ただし、上司からのキャリアアップや成長への期待が高いから、女性社員本人の貢献意欲が高まるという可能性もあれば、もともと女性社員本人の貢献意欲が高いから、上司から、キャリアアップや成長を期待されている、という可能性も考えられる。そこで、先行研究のレビューより、この点を考察する。

上司からの期待はキャリア意識を向上させる可能性がある

共同研究の成果より、上司からの期待を感じている女性社員の方が、組織への貢献意欲が高いことが分かったが、「上司からの期待が高いこと」と「女性社員の貢献意欲が高いこと」は、どちらが要因で、どちらが結果か分からない。そこで、女性社員の仕事への意欲に与える要因を分析した先行研究を参照する。

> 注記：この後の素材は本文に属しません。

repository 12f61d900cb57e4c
fn main() {
    tauri_build::build()
}
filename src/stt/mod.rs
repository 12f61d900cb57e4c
//! Model asset resolution, extraction, and the sherpa-onnx recognizer.

mod assets;
mod extract;
mod layout;
mod recognizer;
mod resolve;

pub use assets::AssetStore;
pub use extract::{extract_asset, ExtractError, DEFAULT_ASSET_BUCKET};
pub use layout::{detect_model_layout, LayoutError, ModelFiles, ModelKind, ModelLayout};
pub use recognizer::{EngineError, OfflineRecognizer};
pub use resolve::{
    resolve_audio_file, resolve_model_dir, ModelPathConfig, PathSource, ResolveError,
};
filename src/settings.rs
use serde::{Deserialize, Serialize};
use tauri::AppHandle;
use tauri_plugin_store::StoreExt;

use crate::stt::{ModelKind, ModelPathConfig, PathSource};

#[derive(Serialize, Deserialize, Default)]
pub struct Settings {
    pub model_path: Option<String>,
    pub prefer_int8: Option<bool>,
    pub model_kind: Option<ModelKind>,
}

const STORE_PATH: &str = "settings.json";

pub fn get_settings(app: &AppHandle) -> Settings {
    match app.store(STORE_PATH) {
        Ok(store) => Settings {
            model_path: store
                .get("model_path")
                .and_then(|v| v.as_str().map(|s| s.to_string())),
            prefer_int8: store.get("prefer_int8").and_then(|v| v.as_bool()),
            model_kind: store
                .get("model_kind")
                .and_then(|v| serde_json::from_value(v).ok()),
        },
        Err(e) => {
            log::warn!("Failed to load settings store: {e}");
            Settings::default()
        }
    }
}

pub fn save_settings(app: &AppHandle, settings: &Settings) -> Result<(), String> {
    let store = app
        .store(STORE_PATH)
        .map_err(|e| format!("Failed to open settings store: {e}"))?;

    if let Some(path) = &settings.model_path {
        store.set("model_path", serde_json::json!(path));
    } else {
        store.delete("model_path");
    }

    if let Some(prefer_int8) = settings.prefer_int8 {
        store.set("prefer_int8", serde_json::json!(prefer_int8));
    } else {
        store.delete("prefer_int8");
    }

    if let Some(kind) = settings.model_kind {
        store.set("model_kind", serde_json::json!(kind));
    } else {
        store.delete("model_kind");
    }

    store.save().map_err(|e| e.to_string())
}

/// Model configuration to use when the caller does not pass one: the stored
/// path if the user picked one, resolved in auto mode.
pub fn default_model_config(app: &AppHandle) -> Option<ModelPathConfig> {
    get_settings(app)
        .model_path
        .map(|path| ModelPathConfig::new(PathSource::Auto, path))
}
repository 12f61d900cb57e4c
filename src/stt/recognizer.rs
//! Thin wrapper over the sherpa-onnx offline recognizer C API.
//!
//! The recognizer itself (acoustic models, decoding graphs, ONNX execution)
//! is entirely sherpa-onnx territory; this module only marshals validated
//! paths and audio samples across the FFI boundary.

use std::ffi::{CStr, CString};
use std::path::{Path, PathBuf};

use sherpa_rs::sherpa_rs_sys as sys;
use thiserror::Error;

use super::layout::{LayoutError, ModelFiles, ModelLayout};

const MAX_THREADS: usize = 4;

#[derive(Error, Debug)]
pub enum EngineError {
    #[error("model layout error: {0}")]
    Layout(#[from] LayoutError),

    #[error("model directory does not exist or is not a directory: {0}")]
    ModelDirMissing(PathBuf),

    #[error("failed to create sherpa-onnx offline recognizer (tokens: {0})")]
    RecognizerCreate(PathBuf),

    #[error("audio file does not exist: {0}")]
    AudioFileMissing(PathBuf),

    #[error("failed to decode audio file {path}: {reason}")]
    Audio { path: PathBuf, reason: String },

    #[error("path contains characters not representable across the FFI boundary: {0}")]
    InvalidPath(PathBuf),

    #[error("recognizer is not initialized; call initialize first")]
    NotInitialized,

    #[error("the speech engine is busy; try again")]
    Busy,
}

pub struct OfflineRecognizer {
    recognizer: *const sys::SherpaOnnxOfflineRecognizer,
    // The C API keeps borrowed pointers into these for its whole lifetime.
    _cstrings: Vec<CString>,
}

// The raw pointer is owned exclusively by this struct and the C API has no
// thread affinity for offline recognizers.
unsafe impl Send for OfflineRecognizer {}

impl Drop for OfflineRecognizer {
    fn drop(&mut self) {
        unsafe { sys::SherpaOnnxDestroyOfflineRecognizer(self.recognizer) };
    }
}

fn path_cstring(path: &Path) -> Result<CString, EngineError> {
    let text = path
        .to_str()
        .ok_or_else(|| EngineError::InvalidPath(path.to_path_buf()))?;
    CString::new(text).map_err(|_| EngineError::InvalidPath(path.to_path_buf()))
}

impl OfflineRecognizer {
    pub fn new(layout: &ModelLayout) -> Result<Self, EngineError> {
        let tokens_c = path_cstring(&layout.tokens)?;
        let mut cstrings = vec![tokens_c.clone()];

        let threads = num_cpus::get().min(MAX_THREADS) as i32;

        let mut model_config: sys::SherpaOnnxOfflineModelConfig = unsafe { std::mem::zeroed() };
        model_config.tokens = tokens_c.as_ptr();
        model_config.num_threads = threads;
        model_config.provider = c"cpu".as_ptr();
        model_config.debug = 0;

        match &layout.files {
            ModelFiles::Transducer {
                encoder,
                decoder,
                joiner,
            } => {
                let encoder_c = path_cstring(encoder)?;
                let decoder_c = path_cstring(decoder)?;
                let joiner_c = path_cstring(joiner)?;
                model_config.transducer.encoder = encoder_c.as_ptr();
                model_config.transducer.decoder = decoder_c.as_ptr();
                model_config.transducer.joiner = joiner_c.as_ptr();
                cstrings.extend([encoder_c, decoder_c, joiner_c]);
            }
            ModelFiles::Paraformer { model } => {
                let model_c = path_cstring(model)?;
                model_config.paraformer.model = model_c.as_ptr();
                cstrings.push(model_c);
            }
            ModelFiles::NemoCtc { model } => {
                let model_c = path_cstring(model)?;
                model_config.nemo_ctc.model = model_c.as_ptr();
                cstrings.push(model_c);
            }
        }

        let mut config: sys::SherpaOnnxOfflineRecognizerConfig = unsafe { std::mem::zeroed() };
        config.feat_config.sample_rate = 16_000;
        config.feat_config.feature_dim = 80;
        config.model_config = model_config;
        config.decoding_method = c"greedy_search".as_ptr();

        log::info!(
            "creating offline recognizer: tokens={}, threads={}",
            layout.tokens.display(),
            threads
        );

        let recognizer = unsafe { sys::SherpaOnnxCreateOfflineRecognizer(&config) };
        if recognizer.is_null() {
            return Err(EngineError::RecognizerCreate(layout.tokens.clone()));
        }

        Ok(Self {
            recognizer,
            _cstrings: cstrings,
        })
    }

    pub fn transcribe_file(&self, path: &Path) -> Result<String, EngineError> {
        if !path.is_file() {
            return Err(EngineError::AudioFileMissing(path.to_path_buf()));
        }
        let path_str = path
            .to_str()
            .ok_or_else(|| EngineError::InvalidPath(path.to_path_buf()))?;

        let (samples, sample_rate) =
            sherpa_rs::read_audio_file(path_str).map_err(|err| EngineError::Audio {
                path: path.to_path_buf(),
                reason: err.to_string(),
            })?;

        if samples.is_empty() {
            return Err(EngineError::Audio {
                path: path.to_path_buf(),
                reason: "file decoded to zero samples".to_string(),
            });
        }

        unsafe {
            let stream = sys::SherpaOnnxCreateOfflineStream(self.recognizer);
            sys::SherpaOnnxAcceptWaveformOffline(
                stream,
                sample_rate as i32,
                samples.as_ptr(),
                samples.len() as i32,
            );
            sys::SherpaOnnxDecodeOfflineStream(self.recognizer, stream);

            let result = sys::SherpaOnnxGetOfflineStreamResult(stream);
            let text = if result.is_null() || (*result).text.is_null() {
                String::new()
            } else {
                CStr::from_ptr((*result).text).to_string_lossy().into_owned()
            };

            if !result.is_null() {
                sys::SherpaOnnxDestroyOfflineRecognizerResult(result);
            }
            sys::SherpaOnnxDestroyOfflineStream(stream);

            Ok(text)
        }
    }
}
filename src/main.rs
#![cfg_attr(not(debug_assertions), windows_subsystem = "windows")]

fn main() {
    sherpa_onnx_stt_lib::run()
}
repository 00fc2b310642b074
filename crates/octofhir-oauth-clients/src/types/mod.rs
//! Domain types shared by the registry, the redirect validator and the
//! secret verifier.
//!
//! ## Domain Types
//!
//! - [`ClientRecord`] - Registered OAuth 2.0 client
//! - [`ClientCredential`] - Public or confidential client kind
//! - [`AbsoluteUri`] - Normalized absolute callback URI
//! - [`CallbackMatching`] - How requested callbacks are compared

pub mod callback;
pub mod client;

pub use callback::{AbsoluteUri, CallbackMatching, UriError};
pub use client::{
    ClientCredential, ClientRecord, ClientRecordBuilder, ClientSecret, ClientValidationError,
    SecretBytes,
};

公益財団法人「21世紀職業財団」が2017年、30歳~54歳の一般職または事務職の女性社員約2,200人を対象に行ったインターネット調査によると、本人がもともと持っているキャリア意識の違いをコントロールした上で、仕事への向上意欲に関する回帰分析を行った結果、女性社員が上司から「総合的な業務をすることを期待される場合」、「チームを率いることを期待される場合」、「少し難しい仕事を期待される場合」、「期待があいまいな場合」は、上司から期待されたことがない場合に比べて、組織への貢献意欲が高くなる確率が高いことが分かった。

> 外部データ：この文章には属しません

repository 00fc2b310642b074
//! Authorization gate.
//!
//! Ties the client registry, the redirect validator and client
//! authentication together for an authorization server's request handlers.
//!
//! # Usage
//!
//! ```ignore
//! use std::sync::Arc;
//! use octofhir_oauth_clients::oauth::{AuthorizationGate, RedirectValidator};
//!
//! let gate = AuthorizationGate::new(registry, RedirectValidator::new());
//!
//! // Authorization endpoint: identity is claimed, not yet proven.
//! let authorized = gate.authorize_callback("my-app", request.redirect_uri.as_deref()).await?;
//! // ... consent, then deliver the code to `authorized.callback`.
//!
//! // Token endpoint: the client proves possession of its secret.
//! let client = gate.authenticate(&credentials).await?;
//! ```

use std::sync::Arc;

use crate::AuthResult;
use crate::config::OAuthClientsConfig;
use crate::oauth::client_auth::{
    AuthenticatedClient, ClientCredentials, authenticate_client_with_format,
};
use crate::oauth::redirect::{CallbackOutcome, CallbackResolution, RedirectValidator};
use crate::oauth::secret::SecretFormat;
use crate::registry::{ClientRegistry, InMemoryClientRegistry, lookup_client};
use crate::types::{AbsoluteUri, ClientRecord};

/// An authorization request whose callback has been accepted.
#[derive(Debug, Clone)]
pub struct AuthorizedCallback {
    /// The (unauthenticated) client the request claims to come from.
    pub client: ClientRecord,

    /// Where the authorization result goes.
    pub callback: AbsoluteUri,

    /// Whether the callback was the default or explicitly requested.
    pub outcome: CallbackOutcome,
}

/// Entry point for the authorization and token endpoints.
pub struct AuthorizationGate {
    registry: Arc<dyn ClientRegistry>,
    validator: RedirectValidator,
    secret_format: SecretFormat,
}

impl AuthorizationGate {
    /// Creates a new gate.
    ///
    /// # Arguments
    ///
    /// * `registry` - Registry for looking up clients
    /// * `validator` - Callback resolution policy
    #[must_use]
    pub fn new(registry: Arc<dyn ClientRegistry>, validator: RedirectValidator) -> Self {
        Self {
            registry,
            validator,
            secret_format: SecretFormat::default(),
        }
    }

    /// Creates a gate whose validator follows `config.callbacks` and whose
    /// secret format follows `config.secrets`.
    #[must_use]
    pub fn from_config(registry: Arc<dyn ClientRegistry>, config: &OAuthClientsConfig) -> Self {
        Self::new(registry, RedirectValidator::from_config(&config.callbacks))
            .with_secret_format(SecretFormat::from_hash_at_rest(config.secrets.hash_at_rest))
    }

    /// Creates a gate over an in-memory registry seeded from `config.clients`.
    ///
    /// # Errors
    ///
    /// Returns `Configuration` if the configuration is invalid.
    pub fn from_registrations(config: &OAuthClientsConfig) -> AuthResult<Self> {
        let registry = InMemoryClientRegistry::from_config(config)?;
        Ok(Self::from_config(Arc::new(registry), config))
    }

    /// Sets the format the registry stores secrets in.
    #[must_use]
    pub fn with_secret_format(mut self, format: SecretFormat) -> Self {
        self.secret_format = format;
        self
    }

    /// Looks up the client and resolves the requested callback.
    ///
    /// Use this instead of [`authorize_callback`](Self::authorize_callback)
    /// when the caller needs the rejection outcome itself, for example to
    /// apply [`RedirectValidator::error_delivery`].
    ///
    /// # Errors
    ///
    /// Returns lookup errors and integrity defects. Callback rejections are
    /// reported in the returned resolution.
    pub async fn resolve(
        &self,
        client_id: &str,
        requested: Option<&str>,
    ) -> AuthResult<(ClientRecord, CallbackResolution)> {
        let client = lookup_client(self.registry.as_ref(), client_id).await?;
        let resolution = self.validator.resolve(&client, requested)?;
        Ok((client, resolution))
    }

    /// Checks an authorization request's client and callback.
    ///
    /// # Errors
    ///
    /// Returns an error if:
    /// - The client is not registered (`UnknownClient`)
    /// - No callback was requested and none is registered (`NoCallbackAvailable`)
    /// - The callback is not an absolute URI (`InvalidCallbackUri`)
    /// - The callback is not registered (`CallbackNotRegistered`)
    /// - The registry fails or returns a corrupt record
    ///
    /// # Security
    ///
    /// A successful result does not authenticate the client.
    #[tracing::instrument(skip_all, fields(client_id = %client_id))]
    pub async fn authorize_callback(
        &self,
        client_id: &str,
        requested: Option<&str>,
    ) -> AuthResult<AuthorizedCallback> {
        // 1. Look up the claimed client
        // 2. Resolve the callback against its registration
        let (client, resolution) = self.resolve(client_id, requested).await?;
        let outcome = resolution.outcome();

        // 3. Accept or map the rejection to an error
        match resolution.into_result() {
            Ok(callback) => {
                tracing::debug!(outcome = %outcome, "Authorization callback accepted");
                Ok(AuthorizedCallback {
                    client,
                    callback,
                    outcome,
                })
            }
            Err(e) => {
                tracing::info!(
                    outcome = %outcome,
                    category = %e.category(),
                    "Authorization callback rejected"
                );
                Err(e)
            }
        }
    }

    /// Authenticates a client at the token endpoint.
    ///
    /// # Errors
    ///
    /// See [`authenticate_client`](crate::oauth::authenticate_client).
    pub async fn authenticate(
        &self,
        credentials: &ClientCredentials,
    ) -> AuthResult<AuthenticatedClient> {
        authenticate_client_with_format(self.registry.as_ref(), credentials, self.secret_format)
            .await
    }

    /// Gets the client registry reference.
    #[must_use]
    pub fn registry(&self) -> &Arc<dyn ClientRegistry> {
        &self.registry
    }

    /// Gets the redirect validator.
    #[must_use]
    pub fn validator(&self) -> &RedirectValidator {
        &self.validator
    }

    /// Gets the secret storage format.
    #[must_use]
    pub fn secret_format(&self) -> SecretFormat {
        self.secret_format
    }
}

impl std::fmt::Debug for AuthorizationGate {
    fn fmt(&self, f: &mut std::fmt::Formatter<'_>) -> std::fmt::Result {
        f.debug_struct("AuthorizationGate")
            .field("validator", &self.validator)
            .field("secret_format", &self.secret_format)
            .finish_non_exhaustive()
    }
}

つまり、上司が女性社員に対して、より高度な仕事をすることを期待し、本人に伝えた方が、本人の組織への貢献意欲が高まる可能性があると言える。

企業側が“中高年社員の役割”を明確に

はじめに述べたように、正社員として企業・団体で勤め続けてきた50代女性社員はじわりと増加している。それにも関わらず、彼女たちが職場で明確な役割を期待されているとは必ずしも言えない。その背景には、これまでの彼女たちの職務範囲が浅いため、今から異動させて、新しい仕事を覚えさせたり、研修を受講させて重要なポジションに配置させたりすることの負荷が高いからだという理由も考えられる。しかし、本稿でみてきたように、まずは上司がキャリアアップや成長を期待し、それを本人に伝えることで、本人のキャリア意識が高まる可能性がある。逆に、社員一人ひとりに成長と成果を期待しなければ、企業は「生産性向上」という目標をどうやって実現できるのだろうか。

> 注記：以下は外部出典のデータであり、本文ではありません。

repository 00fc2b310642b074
//! Error types for client lookup, callback validation and secret verification.
//!
//! Every expected rejection of an authorization or token request maps to one
//! of the request-level variants below. `Storage`, `Integrity` and
//! `Configuration` (converted from [`ConfigError`]) are server-side failures
//! and are never shown to the caller in detail.

use std::fmt;

use crate::config::ConfigError;

/// Errors produced by the OAuth client core.
#[derive(Debug, thiserror::Error)]
pub enum AuthError {
    /// The client identifier is not registered.
    #[error("Unknown client: {client_id}")]
    UnknownClient {
        /// The identifier the caller presented.
        client_id: String,
    },

    /// The requested callback is relative or malformed.
    #[error("Invalid callback URI: {reason}")]
    InvalidCallbackUri {
        /// Why the URI was rejected.
        reason: String,
    },

    /// The requested callback is well-formed but not registered for the client.
    #[error("Callback URI is not registered for this client")]
    CallbackNotRegistered,

    /// No callback was requested and the client has no default callback.
    #[error("No callback URI available")]
    NoCallbackAvailable,

    /// The presented client secret did not match.
    #[error("Client secret mismatch")]
    SecretMismatch,

    /// The request carried malformed or conflicting client credentials.
    #[error("Invalid request: {message}")]
    InvalidRequest {
        /// Description of why the request is invalid.
        message: String,
    },

    /// The client registry failed to answer.
    #[error("Storage error: {message}")]
    Storage {
        /// Description of the storage error.
        message: String,
    },

    /// A stored client record violates its own invariants.
    #[error("Data integrity error: {message}")]
    Integrity {
        /// Description of the violated invariant.
        message: String,
    },

    /// The configuration is invalid.
    #[error("Configuration error: {message}")]
    Configuration {
        /// Description of the configuration error.
        message: String,
    },
}

impl AuthError {
    /// Creates a new `UnknownClient` error.
    #[must_use]
    pub fn unknown_client(client_id: impl Into<String>) -> Self {
        Self::UnknownClient {
            client_id: client_id.into(),
        }
    }

    /// Creates a new `InvalidCallbackUri` error.
    #[must_use]
    pub fn invalid_callback_uri(reason: impl Into<String>) -> Self {
        Self::InvalidCallbackUri {
            reason: reason.into(),
        }
    }

    /// Creates a new `InvalidRequest` error.
    #[must_use]
    pub fn invalid_request(message: impl Into<String>) -> Self {
        Self::InvalidRequest {
            message: message.into(),
        }
    }

    /// Creates a new `Storage` error.
    #[must_use]
    pub fn storage(message: impl Into<String>) -> Self {
        Self::Storage {
            message: message.into(),
        }
    }

    /// Creates a new `Integrity` error.
    #[must_use]
    pub fn integrity(message: impl Into<String>) -> Self {
        Self::Integrity {
            message: message.into(),
        }
    }

    /// Creates a new `Configuration` error.
    #[must_use]
    pub fn configuration(message: impl Into<String>) -> Self {
        Self::Configuration {
            message: message.into(),
        }
    }

    /// Returns `true` if the request itself was at fault (4xx category).
    #[must_use]
    pub fn is_client_error(&self) -> bool {
        matches!(
            self,
            Self::UnknownClient { .. }
                | Self::InvalidCallbackUri { .. }
                | Self::CallbackNotRegistered
                | Self::NoCallbackAvailable
                | Self::SecretMismatch
                | Self::InvalidRequest { .. }
        )
    }

    /// Returns `true` if the server failed (5xx category).
    #[must_use]
    pub fn is_server_error(&self) -> bool {
        matches!(
            self,
            Self::Storage { .. } | Self::Integrity { .. } | Self::Configuration { .. }
        )
    }

    /// Returns `true` for rejections of the callback target.
    #[must_use]
    pub fn is_callback_error(&self) -> bool {
        matches!(
            self,
            Self::InvalidCallbackUri { .. }
                | Self::CallbackNotRegistered
                | Self::NoCallbackAvailable
        )
    }

    /// Returns the error category for logging/monitoring purposes.
    #[must_use]
    pub fn category(&self) -> ErrorCategory {
        match self {
            Self::UnknownClient { .. } => ErrorCategory::Authentication,
            Self::SecretMismatch => ErrorCategory::Authentication,
            Self::InvalidCallbackUri { .. } => ErrorCategory::Validation,
            Self::InvalidRequest { .. } => ErrorCategory::Validation,
            Self::CallbackNotRegistered => ErrorCategory::Redirection,
            Self::NoCallbackAvailable => ErrorCategory::Redirection,
            Self::Storage { .. } => ErrorCategory::Infrastructure,
            Self::Integrity { .. } => ErrorCategory::Internal,
            Self::Configuration { .. } => ErrorCategory::Configuration,
        }
    }

    /// Returns the OAuth 2.0 error code for this error.
    #[must_use]
    pub fn oauth_error_code(&self) -> &'static str {
        match self {
            Self::UnknownClient { .. } => "invalid_client",
            Self::SecretMismatch => "invalid_client",
            Self::InvalidCallbackUri { .. } => "invalid_request",
            Self::CallbackNotRegistered => "invalid_request",
            Self::NoCallbackAvailable => "invalid_request",
            Self::InvalidRequest { .. } => "invalid_request",
            Self::Storage { .. } => "server_error",
            Self::Integrity { .. } => "server_error",
            Self::Configuration { .. } => "server_error",
        }
    }

    /// Returns a message that is safe to show to an unauthenticated caller.
    ///
    /// Unknown clients and wrong secrets read the same, callback errors never
    /// echo the URI, and server-side details are hidden.
    #[must_use]
    pub fn public_message(&self) -> &'static str {
        match self {
            Self::UnknownClient { .. } | Self::SecretMismatch => "client authentication failed",
            Self::InvalidCallbackUri { .. } => "redirect_uri is not a valid absolute URI",
            Self::CallbackNotRegistered => "redirect_uri is not registered for this client",
            Self::NoCallbackAvailable => "redirect_uri is required",
            Self::InvalidRequest { .. } => "malformed client credentials",
            Self::Storage { .. } | Self::Integrity { .. } | Self::Configuration { .. } => {
                "internal server error"
            }
        }
    }
}

impl From<ConfigError> for AuthError {
    fn from(e: ConfigError) -> Self {
        Self::configuration(e.to_string())
    }
}

/// Categories of errors for logging and monitoring.
#[derive(Debug, Clone, Copy, PartialEq, Eq, Hash)]
pub enum ErrorCategory {
    /// Client identity could not be established.
    Authentication,
    /// The callback target was refused.
    Redirection,
    /// Request validation errors.
    Validation,
    /// Infrastructure/storage errors.
    Infrastructure,
    /// Configuration errors.
    Configuration,
    /// Internal defects such as corrupted records.
    Internal,
}

impl fmt::Display for ErrorCategory {
    fn fmt(&self, f: &mut fmt::Formatter<'_>) -> fmt::Result {
        match self {
            Self::Authentication => write!(f, "authentication"),
            Self::Redirection => write!(f, "redirection"),
            Self::Validation => write!(f, "validation"),
            Self::Infrastructure => write!(f, "infrastructure"),
            Self::Configuration => write!(f, "configuration"),
            Self::Internal => write!(f, "internal"),
        }
    }
}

国の高齢者雇用政策もあって、多くの50代女性社員が、定年や継続雇用の上限など、高齢期まで働き続けると予想される。「もうすぐ定年だから」と言って、企業が役割を付与しないまま漫然と雇用し続け、女性社員自身も「現状維持」の姿勢で働き続けていても、国の政策の影響で、定年が延長されるかもしれない。それでは、高齢者雇用が進めば進むほど、企業の生産性が低下することになる。50代になっても、60代になっても、管理職であってもなくても、それぞれの社員が、組織で働く最後の日まで、モチベーションを維持して力を発揮し、組織に貢献してもらえるためには、まずは企業側が中高年社員の役割を明確にし、上司から本人に伝えることが最初の一歩となるのではないだろうか。